This comment startled me a bit. I don't know how precisely defined the word "sociobiology" is, but you'd have to understand it pretty broadly to cover Chomsky's view of the language faculty.
Chomsky thinks there's a wired-in language capability that's general-purpose, in the sense that it can handle a wide variety of formally different languages -- languages with inflections and without, languages that put the verb first and languages that put the object first, languages with tense and languages with aspect, etc. General-purpose but not universal -- a language that always ordered words in a sentence by length, or alphabetically, wouldn't be handled by C's language capability (LC). The LC "constrains" the possible grammars of natural human languages, as C. puts it.
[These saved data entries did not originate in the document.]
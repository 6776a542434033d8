//! Small persisted key-value store backed by a dotenv file.
//!
//! Holds the bot token and the comma-separated recipient list. Reads go
//! through `dotenvy` so quoting and comments follow the usual `.env` rules;
//! writes replace only the target key's line and leave everything else as is.

use std::collections::BTreeMap;
use std::fs;
use std::io::Write;
use std::path::{Path, PathBuf};

use tracing::debug;

/// Errors from the persisted store.
#[derive(Debug, thiserror::Error)]
pub enum StoreError {
    /// Reading or writing the backing file failed.
    #[error("store I/O error on {path}: {source}")]
    Io {
        /// Backing file.
        path: PathBuf,
        /// Underlying error.
        source: std::io::Error,
    },

    /// The backing file is not valid dotenv syntax.
    #[error("failed to parse {path}: {message}")]
    Parse {
        /// Backing file.
        path: PathBuf,
        /// Parser message.
        message: String,
    },

    /// The value cannot be stored on a single line.
    #[error("value for {0} contains a line break")]
    MultilineValue(String),
}

/// Minimal string key-value persistence.
pub trait KeyValueStore: Send {
    /// Fetch a value. Absent keys yield `Ok(None)`.
    ///
    /// # Errors
    ///
    /// Returns [`StoreError`] if the backing storage cannot be read.
    fn get(&self, key: &str) -> Result<Option<String>, StoreError>;

    /// Insert or overwrite a value.
    ///
    /// # Errors
    ///
    /// Returns [`StoreError`] if the value cannot be persisted.
    fn set(&mut self, key: &str, value: &str) -> Result<(), StoreError>;
}

/// In-process store, used for dry runs where nothing should touch disk.
#[derive(Debug, Clone, Default)]
pub struct MemoryStore {
    vars: BTreeMap<String, String>,
}

impl MemoryStore {
    /// Build a store from existing pairs.
    pub fn from_map(vars: BTreeMap<String, String>) -> Self {
        Self { vars }
    }
}

impl KeyValueStore for MemoryStore {
    fn get(&self, key: &str) -> Result<Option<String>, StoreError> {
        Ok(self.vars.get(key).cloned())
    }

    fn set(&mut self, key: &str, value: &str) -> Result<(), StoreError> {
        self.vars.insert(key.to_owned(), value.to_owned());
        Ok(())
    }
}

/// [`KeyValueStore`] persisted in a `.env` file.
#[derive(Debug, Clone)]
pub struct EnvFileStore {
    path: PathBuf,
}

impl EnvFileStore {
    /// Point the store at a dotenv file. The file need not exist yet.
    pub fn new(path: impl Into<PathBuf>) -> Self {
        Self { path: path.into() }
    }

    /// Backing file path.
    pub fn path(&self) -> &Path {
        &self.path
    }

    fn io_error(&self, source: std::io::Error) -> StoreError {
        StoreError::Io {
            path: self.path.clone(),
            source,
        }
    }
}

impl KeyValueStore for EnvFileStore {
    fn get(&self, key: &str) -> Result<Option<String>, StoreError> {
        if !self.path.exists() {
            debug!(path = %self.path.display(), "store file absent");
            return Ok(None);
        }

        let iter = dotenvy::from_path_iter(&self.path).map_err(|e| StoreError::Parse {
            path: self.path.clone(),
            message: e.to_string(),
        })?;

        let mut found = None;
        for item in iter {
            let (k, v) = item.map_err(|e| StoreError::Parse {
                path: self.path.clone(),
                message: e.to_string(),
            })?;
            if k == key {
                found = Some(v);
            }
        }
        Ok(found)
    }

    fn set(&mut self, key: &str, value: &str) -> Result<(), StoreError> {
        if value.contains('\n') || value.contains('\r') {
            return Err(StoreError::MultilineValue(key.to_owned()));
        }

        let existing = match fs::read_to_string(&self.path) {
            Ok(contents) => contents,
            Err(e) if e.kind() == std::io::ErrorKind::NotFound => String::new(),
            Err(e) => return Err(self.io_error(e)),
        };

        let rendered = upsert_line(&existing, key, value);
        write_private(&self.path, &rendered).map_err(|e| self.io_error(e))?;
        debug!(path = %self.path.display(), key, "store value written");
        Ok(())
    }
}

/// Replace the first `KEY=` line (also `export KEY=`) or append one.
///
/// Later duplicates of the key are dropped so the file stays unambiguous.
fn upsert_line(contents: &str, key: &str, value: &str) -> String {
    let entry = format!("{key}={value}");
    let mut out: Vec<String> = Vec::new();
    let mut replaced = false;

    for line in contents.lines() {
        if line_defines(line, key) {
            if !replaced {
                out.push(entry.clone());
                replaced = true;
            }
            continue;
        }
        out.push(line.to_owned());
    }
    if !replaced {
        out.push(entry);
    }

    let mut rendered = out.join("\n");
    rendered.push('\n');
    rendered
}

fn line_defines(line: &str, key: &str) -> bool {
    let trimmed = line.trim_start();
    let trimmed = trimmed.strip_prefix("export ").unwrap_or(trimmed);
    trimmed
        .strip_prefix(key)
        .is_some_and(|rest| rest.trim_start().starts_with('='))
}

/// Write via a sibling temp file and rename, with owner-only permissions.
fn write_private(path: &Path, contents: &str) -> std::io::Result<()> {
    let tmp = path.with_extension("tmp");
    {
        let mut file = fs::File::create(&tmp)?;
        file.write_all(contents.as_bytes())?;
        file.sync_all()?;
    }

    #[cfg(unix)]
    {
        use std::os::unix::fs::PermissionsExt;
        fs::set_permissions(&tmp, fs::Permissions::from_mode(0o600))?;
    }

    fs::rename(&tmp, path)
}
Chomsky's LC thus sounds to me more like an analogue of the visual system, or better, perhaps, of the wiring that enables us to recognize faces. Are those endowments considered to fall within the ambit of sociobiology? My own acquaintance with SB -- a shallow one, I admit -- has left me with the impression that it tries to explain more specific aspects of human behavior -- like the sexual double standard that seems to have kicked off this topic. Does SB address the anatomy of, say, the human hand?
(I don't want to be too contentious in my first 48 hours on the list, so somebody tell me offline if I'm being a pain-in-the-ass presumptuous newbie.)